Yesterday I took Jake and Graham to the dentist.

Graham needed a cavity filled.

Jake needed a tooth pulled.

Lovely.

No one was happy with me, obviously.

Graham said that the creepy room,

with the creepy tools, freaked him out.

Me too, I told him.

After they were done,

the hygienist brought me, Jake,

and his tooth.

Nice.

She said he didn’t want to keep it.

I get that.

But she told me it was his last baby tooth.

And maybe I would want it,

so she saved it for me.

This past weekend,

I was going through the only two shoe boxes in your closet,

where you kept things important enough for you to save.

Honestly, there is not much in them…

I always hope each time I go through them

that I will find something I haven’t seen before.

Maybe a love letter.

But I don’t.

You kept the cards I wrote you,

Cards the kids wrote you.

Those make me cry every time.

A few pocket knives.

Some special cards people wrote you while you were sick.

AND…

Many plastic baggies of Jake’s teeth.

You were the best tooth fairy.


This week I went to Pap’s funeral.

These past few days, I have been writing so much

about the impact, he had on my life.

He was loved by everyone.

But I have missed you desperately over the past week.

I flew back home from Louisiana Tuesday,

just in time to take the boys to the dentist.


So when she told me that it was Jake’s last baby tooth.

I felt that hole of grief in my heart

Ripping and gaping open once again.

Like Jake’s gigantic hole in his mouth.

Poor guy.. he did not see that coming.

Man, that baby tooth had some giant roots.
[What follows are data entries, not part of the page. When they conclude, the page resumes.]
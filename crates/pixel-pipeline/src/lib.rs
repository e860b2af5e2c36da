#![allow(clippy::excessive_precision, clippy::needless_range_loop)]

//! pixel-pipeline: format-agnostic bitmap data, color quantization and
//! dithering.
//!
//! The crate works on raw pixel buffers described by a pixel format. It never
//! reads or writes image files.
//!
//! # Quick Start
//!
//! ```
//! use pixel_pipeline::{clone_bitmap, BitmapData, Color32, Ditherer, ErrorDiffusionDitherer,
//!     KnownPixelFormat, OperationContext, Quantizer};
//!
//! let mut source = BitmapData::new(16, 4, KnownPixelFormat::Format32bppArgb).unwrap();
//! for y in 0..4 {
//!     for x in 0..16 {
//!         source.set_color32(x, y, Color32::from_gray((x * 17) as u8)).unwrap();
//!     }
//! }
//!
//! let ditherer: Ditherer = ErrorDiffusionDitherer::floyd_steinberg().into();
//! let result = clone_bitmap(
//!     &source,
//!     KnownPixelFormat::Format1bppIndexed,
//!     Some(&Quantizer::black_and_white()),
//!     Some(&ditherer),
//!     &OperationContext::new(),
//! )
//! .unwrap()
//! .expect("not canceled");
//!
//! assert_eq!(result.color_count().unwrap(), 2);
//! ```
//!
//! # Building blocks
//!
//! - [`color`]: 32, 64 and 128 bit colors, straight and premultiplied, with
//!   sRGB/linear conversions.
//! - [`format`]: pixel format descriptors and the built-in layouts.
//! - [`bitmap`]: [`BitmapData`] over owned or borrowed buffers, row cursors
//!   and the [`ReadableBitmapData`] contract for foreign sources.
//! - [`palette`]: palettes with a thread safe nearest-color cache.
//! - [`quantize`]: predefined color sets and the Octree, Median Cut and Wu
//!   optimizers.
//! - [`dither`]: ordered, error diffusion and noise ditherers.
//! - [`pipeline`]: copying between bitmaps with cancellation, progress and
//!   row parallelism, configured by an [`OperationContext`].
//!
//! # Cancellation
//!
//! Cancellation uses the [`Stop`] trait of the `enough` crate.
//! [`CancellationFlag`] is a ready-made token; any other `Stop + Sync` type
//! works too. A canceled pipeline operation returns
//! [`CopyOutcome::Canceled`] instead of an error.

pub mod bitmap;
pub mod color;
pub mod context;
pub mod dither;
pub mod error;
pub mod format;
pub mod palette;
pub mod pipeline;
pub mod quantize;


pub use bitmap::{
    AccessMode, BitmapData, CustomPixelFormat, ReadWriteBitmapData, ReadableBitmapData, RowCursor,
    RowCursorMut, WritableBitmapData,
};
pub use color::{Color32, Color64, ColorF, PColor32, PColor64, PColorF, ParseColorError, WorkingColorSpace};
pub use context::{CancellationFlag, DrawingOperation, DrawingProgress, OperationContext};
pub use dither::{
    kernel_by_name, Ditherer, DitheringSession, ErrorDiffusionDitherer, ErrorDiffusionSession,
    InterleavedGradientNoiseDitherer, Kernel, OrderedDitherer, RandomNoiseDitherer,
    StatelessDitheringSession, KERNELS,
};
pub use error::{DrawingError, Result};
pub use format::{ColorPrecision, KnownPixelFormat, PixelFormatInfo};
pub use palette::{
    ColorIndexCache, DistanceMetric, Palette, RwLockColorCache, DEFAULT_ALPHA_THRESHOLD,
    DEFAULT_CACHE_CAPACITY, MAX_PALETTE_ENTRIES,
};
pub use pipeline::{clone_bitmap, copy_to, dither, quantize, CopyOutcome, Rectangle};
pub use quantize::{PredefinedQuantizer, Quantizer, QuantizerOptions, QuantizingSession, MAX_OPTIMIZED_COLORS};

pub use enough::{Stop, StopReason, Unstoppable};
//! Test fixtures and constants.

/// A complete configuration touching every section.
pub const FULL_CONFIG: &str = r##"
source:
  pattern: gradient
  width: 48
  height: 12
  seed: 5
target_format: 4bppIndexed
quantizer:
  kind: median-cut
  colors: 6
  back_color: "#FFFFFF"
  color_space: linear
ditherer:
  kind: atkinson
  serpentine: true
threads: 2
"##;

/// A fixed four-color palette.
pub const PALETTE_CONFIG: &str = r##"
source:
  pattern: hue
  width: 20
  height: 20
target_format: 4bppIndexed
quantizer:
  kind: palette
  palette: ["#000000", "#FF0000", "#00FF00", "#0000FF"]
ditherer:
  kind: bayer4x4
"##;

/// Ditherer names accepted by the runner, one per ditherer family.
pub const DITHERERS: &[&str] = &[
    "floyd-steinberg",
    "sierra-lite",
    "bayer8x8",
    "dotted-halftone",
    "blue-noise",
    "random-noise",
    "interleaved-gradient-noise",
];
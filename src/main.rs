use clap::{Parser, Subcommand};
use std::path::PathBuf;
use tracing_subscriber::{layer::SubscriberExt, util::SubscriberInitExt};

use quantkit::models::{Overrides, RunConfig};
use quantkit::services::{format_table, format_text, run};

#[derive(Parser)]
#[command(name = "quantkit")]
#[command(about = "Quantize and dither synthetic test patterns")]
struct Cli {
    #[command(subcommand)]
    command: Option<Commands>,
}

#[derive(Subcommand)]
enum Commands {
    /// Convert a test pattern and report the result
    Run {
        /// YAML run configuration; built-in defaults when omitted
        #[arg(short, long)]
        config: Option<PathBuf>,

        /// Quantizer: octree, median-cut, wu or a predefined palette name
        #[arg(short, long)]
        quantizer: Option<String>,

        /// Palette size of the optimizing quantizers
        #[arg(long)]
        colors: Option<usize>,

        /// Ditherer: a kernel name, bayer8x8, blue-noise, random-noise, ... or "none"
        #[arg(short, long)]
        ditherer: Option<String>,

        /// Worker threads, 0 for all cores
        #[arg(short, long)]
        threads: Option<usize>,

        /// Target pixel format (e.g. "8bppIndexed", "16bppRgb565")
        #[arg(short, long)]
        format: Option<String>,

        /// Print the report as JSON
        #[arg(long)]
        json: bool,

        /// Include an ASCII preview of the result
        #[arg(long)]
        preview: bool,
    },
    /// List the built-in pixel formats
    Formats,
}

fn main() -> anyhow::Result<()> {
    let cli = Cli::parse();

    match cli.command {
        Some(Commands::Run {
            config,
            quantizer,
            colors,
            ditherer,
            threads,
            format,
            json,
            preview,
        }) => {
            let overrides = Overrides {
                quantizer,
                colors,
                ditherer,
                threads,
                format,
            };
            run_command(config, &overrides, json, preview)
        }
        Some(Commands::Formats) => {
            print!("{}", format_table());
            Ok(())
        }
        None => {
            run_status_command();
            Ok(())
        }
    }
}

fn run_command(
    config_path: Option<PathBuf>,
    overrides: &Overrides,
    json: bool,
    preview: bool,
) -> anyhow::Result<()> {
    tracing_subscriber::registry()
        .with(
            tracing_subscriber::EnvFilter::try_from_default_env()
                .unwrap_or_else(|_| "quantkit=info,pixel_pipeline=warn".into()),
        )
        .with(tracing_subscriber::fmt::layer().without_time().with_writer(std::io::stderr))
        .init();

    let mut config = match config_path {
        Some(path) => RunConfig::load(&path)?,
        None => RunConfig::default(),
    }
    .with_overrides(overrides);
    config.preview |= preview;

    let report = run(&config)?;
    if json {
        println!("{}", serde_json::to_string_pretty(&report)?);
    } else {
        print!("{}", format_text(&report));
    }
    Ok(())
}

fn run_status_command() {
    const VERSION: &str = env!("CARGO_PKG_VERSION");

    println!("Quantkit v{VERSION}");
    println!("Quantize and dither synthetic test patterns\n");

    println!("Environment Variables:");
    println!(
        "  RUST_LOG = {}",
        std::env::var("RUST_LOG")
            .as_deref()
            .unwrap_or("quantkit=info,pixel_pipeline=warn (default)")
    );

    println!("\nCommands:");
    println!("  quantkit run      Convert a test pattern and report the result");
    println!("  quantkit formats  List the built-in pixel formats");
    println!("\nRun 'quantkit --help' for more information.");
}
The boys are tough ( well Celia too)

Just like you, Snookie. They didn’t get that from me. Ha

and they went on to “help coach“

Celia’s basketball practice that night.


When we went to bed and said prayers,

They asked me about the funeral.

And sweet Jake asked how Papa and Granny were doing.

She must be sad… Graham said.

He said,

“you know how when you die you turn into something,

Daddy is a cardinal….

What do you think Pap is?”

We all 100% agreed he was a deer.


I hope you are together.

I am sad.

We are sad.

But like your dad said,

You are taking care of each other now.

And that gives us peace.


Pap had told your dad,

you know I will get to see him first.

And…

I know my time here on earth.

is nowhere near being done.

But I do envy him.

Because I desperately …

miss you.

I am still trying to have faith.

Blind faith.

I am trying to not question.

Like the lyrics of one of favorite songs..

“Don’t go searching for the reasons.

Don’t go asking Jesus why.

We are not meant to know the reasons.

They belong to the by and by. “


I have to blindly believe that.

It’s hard when that hole in my heart

Your hole in my heart,

Is opened to the air again.

It stings.

And bleeds.

And like Jake’s hole,

The muscles around stay sore for days to follow.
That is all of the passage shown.